--- TASK ---
Start to finish, reproduce the records below with nothing missing.

Stored data entries:
..............................

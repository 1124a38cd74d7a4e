use std::net::SocketAddr;
use std::time::Duration;

use axum::http::header::{AUTHORIZATION, CONTENT_TYPE};
use axum::http::{HeaderName, Method, StatusCode};
use axum::Router;
use tower_http::catch_panic::CatchPanicLayer;
use tower_http::cors::CorsLayer;
use tower_http::request_id::{MakeRequestUuid, PropagateRequestIdLayer, SetRequestIdLayer};
use tower_http::timeout::TimeoutLayer;
use tower_http::trace::{DefaultMakeSpan, DefaultOnResponse, TraceLayer};
use tracing::Level;
use tracing_subscriber::{layer::SubscriberExt, util::SubscriberInitExt};

use shortscout_api::config::ServerConfig;
use shortscout_api::routes;
use shortscout_api::state::AppState;

#[tokio::main]
async fn main() {
    dotenvy::dotenv().ok();

    // --- Tracing ---
    tracing_subscriber::registry()
        .with(
            tracing_subscriber::EnvFilter::try_from_default_env()
                .unwrap_or_else(|_| "shortscout_api=debug,tower_http=debug".into()),
        )
        .with(tracing_subscriber::fmt::layer())
        .init();

    // --- Configuration ---
    let config = ServerConfig::from_env();
    tracing::info!(host = %config.host, port = %config.port, "Loaded server configuration");

    // --- Database ---
    let database_url = std::env::var("DATABASE_URL").expect("DATABASE_URL must be set");

    let pool = shortscout_db::create_pool(&database_url)
        .await
        .expect("Failed to connect to database");
    tracing::info!("Database connection pool created");

    shortscout_db::health_check(&pool)
        .await
        .expect("Database health check failed");
    tracing::info!("Database health check passed");

    shortscout_db::run_migrations(&pool)
        .await
        .expect("Failed to run database migrations");
    tracing::info!("Database migrations applied");

    // --- CORS ---
    let cors = build_cors_layer(&config);

    // --- App state ---
    let state = AppState::new(pool, config.clone());

    // --- Request ID header name ---
    let request_id_header = HeaderName::from_static("x-request-id");

    // --- Router ---
    let app = Router::new()
        // Health check at root level (not under /api/v1).
        .merge(routes::health::router())
        // API v1 routes.
        .nest("/api/v1", routes::api_routes())
        // -- Middleware stack (applied bottom-up) --
        // Panic recovery: catch panics and return 500 JSON.
        .layer(CatchPanicLayer::new())
        // Request timeout.
        .layer(TimeoutLayer::with_status_code(
            StatusCode::REQUEST_TIMEOUT,
            Duration::from_secs(config.request_timeout_secs),
        ))
        // Propagate request ID to response.
        .layer(PropagateRequestIdLayer::new(request_id_header.clone()))
        // Structured request/response tracing.
        .layer(
            TraceLayer::new_for_http()
                .make_span_with(DefaultMakeSpan::new().level(Level::INFO))
                .on_response(DefaultOnResponse::new().level(Level::INFO)),
        )
        // Set request ID on incoming requests.
        .layer(SetRequestIdLayer::new(request_id_header, MakeRequestUuid))
        // CORS.
        .layer(cors)
        // Shared state.
        .with_state(state);

    // --- Start server ---
    let addr = SocketAddr::new(
        config.host.parse().expect("Invalid HOST address"),
        config.port,
    );
    tracing::info!(%addr, "Starting server");

    let listener = tokio::net::TcpListener::bind(addr)
        .await
        .expect("Failed to bind to address");

    axum::serve(listener, app)
        .with_graceful_shutdown(shutdown_signal())
        .await
        .expect("Server error");

    tracing::info!("Graceful shutdown complete");
}

/// Wait for a termination signal to initiate graceful shutdown.
///
/// Handles both SIGINT (Ctrl-C) and SIGTERM (on Unix) so the server
/// shuts down cleanly whether stopped interactively or by a process
/// manager (e.g. systemd, Docker, Kubernetes).
async fn shutdown_signal() {
    let ctrl_c = async {
        tokio::signal::ctrl_c()
            .await
            .expect("Failed to install Ctrl-C handler");
    };

    #[cfg(unix)]
    let terminate = async {
        tokio::signal::unix::signal(tokio::signal::unix::SignalKind::terminate())
            .expect("Failed to install SIGTERM handler")
            .recv()
            .await;
    };

    #[cfg(not(unix))]
    let terminate = std::future::pending::<()>();

    tokio::select! {
        () = ctrl_c => {
            tracing::info!("Received SIGINT (Ctrl-C), starting graceful shutdown");
        }
        () = terminate => {
            tracing::info!("Received SIGTERM, starting graceful shutdown");
        }
    }
}

/// Build the CORS middleware layer from server configuration.
///
/// Panics at startup if any configured origin is invalid, which is the
/// desired behaviour -- we want misconfiguration to fail fast.
fn build_cors_layer(config: &ServerConfig) -> CorsLayer {
    let origins: Vec<_> = config
        .cors_origins
        .iter()
        .map(|o| {
            o.parse()
                .unwrap_or_else(|e| panic!("Invalid CORS origin '{o}': {e}"))
        })
        .collect();

    CorsLayer::new()
        .allow_origin(origins)
        .allow_methods([
            Method::GET,
            Method::POST,
            Method::PUT,
            Method::DELETE,
            Method::PATCH,
        ])
        .allow_headers([CONTENT_TYPE, AUTHORIZATION])
        .allow_credentials(true)
        .max_age(Duration::from_secs(3600))
}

..............................

--- TASK RESPONSE ---
repository 1124a38cd74d7a4e
use std::net::SocketAddr;
use std::time::Duration;

use axum::http::header::{AUTHORIZATION, CONTENT_TYPE};
use axum::http::{HeaderName, Method, StatusCode};
use axum::Router;
use tower_http::catch_panic::CatchPanicLayer;
use tower_http::cors::CorsLayer;
use tower_http::request_id::{MakeRequestUuid, PropagateRequestIdLayer, SetRequestIdLayer};
use tower_http::timeout::TimeoutLayer;
use tower_http::trace::{DefaultMakeSpan, DefaultOnResponse, TraceLayer};
use tracing::Level;
use tracing_subscriber::{layer::SubscriberExt, util::SubscriberInitExt};

use shortscout_api::config::ServerConfig;
use shortscout_api::routes;
use shortscout_api::state::AppState;

#[tokio::main]
async fn main() {
    dotenvy::dotenv().ok();

    // --- Tracing ---
    tracing_subscriber::registry()
        .with(
            tracing_subscriber::EnvFilter::try_from_default_env()
                .unwrap_or_else(|_| "shortscout_api=debug,tower_http=debug".into()),
        )
        .with(tracing_subscriber::fmt::layer())
        .init();

    // --- Configuration ---
    let config = ServerConfig::from_env();
    tracing::info!(host = %config.host, port = %config.port, "Loaded server configuration");

    // --- Database ---
    let database_url = std::env::var("DATABASE_URL").expect("DATABASE_URL must be set");

    let pool = shortscout_db::create_pool(&database_url)
        .await
        .expect("Failed to connect to database");
    tracing::info!("Database connection pool created");

    shortscout_db::health_check(&pool)
        .await
        .expect("Database health check failed");
    tracing::info!("Database health check passed");

    shortscout_db::run_migrations(&pool)
        .await
        .expect("Failed to run database migrations");
    tracing::info!("Database migrations applied");

    // --- CORS ---
    let cors = build_cors_layer(&config);

    // --- App state ---
    let state = AppState::new(pool, config.clone());

    // --- Request ID header name ---
    let request_id_header = HeaderName::from_static("x-request-id");

    // --- Router ---
    let app = Router::new()
        // Health check at root level (not under /api/v1).
        .merge(routes::health::router())
        // API v1 routes.
        .nest("/api/v1", routes::api_routes())
        // -- Middleware stack (applied bottom-up) --
        // Panic recovery: catch panics and return 500 JSON.
        .layer(CatchPanicLayer::new())
        // Request timeout.
        .layer(TimeoutLayer::with_status_code(
            StatusCode::REQUEST_TIMEOUT,
            Duration::from_secs(config.request_timeout_secs),
        ))
        // Propagate request ID to response.
        .layer(PropagateRequestIdLayer::new(request_id_header.clone()))
        // Structured request/response tracing.
        .layer(
            TraceLayer::new_for_http()
                .make_span_with(DefaultMakeSpan::new().level(Level::INFO))
                .on_response(DefaultOnResponse::new().level(Level::INFO)),
        )
        // Set request ID on incoming requests.
        .layer(SetRequestIdLayer::new(request_id_header, MakeRequestUuid))
        // CORS.
        .layer(cors)
        // Shared state.
        .with_state(state);

    // --- Start server ---
    let addr = SocketAddr::new(
        config.host.parse().expect("Invalid HOST address"),
        config.port,
    );
    tracing::info!(%addr, "Starting server");

    let listener = tokio::net::TcpListener::bind(addr)
        .await
        .expect("Failed to bind to address");

    axum::serve(listener, app)
        .with_graceful_shutdown(shutdown_signal())
        .await
        .expect("Server error");

    tracing::info!("Graceful shutdown complete");
}

/// Wait for a termination signal to initiate graceful shutdown.
///
/// Handles both SIGINT (Ctrl-C) and SIGTERM (on Unix) so the server
/// shuts down cleanly whether stopped interactively or by a process
/// manager (e.g. systemd, Docker, Kubernetes).
async fn shutdown_signal() {
    let ctrl_c = async {
        tokio::signal::ctrl_c()
            .await
            .expect("Failed to install Ctrl-C handler");
    };

    #[cfg(unix)]
    let terminate = async {
        tokio::signal::unix::signal(tokio::signal::unix::SignalKind::terminate())
            .expect("Failed to install SIGTERM handler")
            .recv()
            .await;
    };

    #[cfg(not(unix))]
    let terminate = std::future::pending::<()>();

    tokio::select! {
        () = ctrl_c => {
            tracing::info!("Received SIGINT (Ctrl-C), starting graceful shutdown");
        }
        () = terminate => {
            tracing::info!("Received SIGTERM, starting graceful shutdown");
        }
    }
}

/// Build the CORS middleware layer from server configuration.
///
/// Panics at startup if any configured origin is invalid, which is the
/// desired behaviour -- we want misconfiguration to fail fast.
fn build_cors_layer(config: &ServerConfig) -> CorsLayer {
    let origins: Vec<_> = config
        .cors_origins
        .iter()
        .map(|o| {
            o.parse()
                .unwrap_or_else(|e| panic!("Invalid CORS origin '{o}': {e}"))
        })
        .collect();

    CorsLayer::new()
        .allow_origin(origins)
        .allow_methods([
            Method::GET,
            Method::POST,
            Method::PUT,
            Method::DELETE,
            Method::PATCH,
        ])
        .allow_headers([CONTENT_TYPE, AUTHORIZATION])
        .allow_credentials(true)
        .max_age(Duration::from_secs(3600))
}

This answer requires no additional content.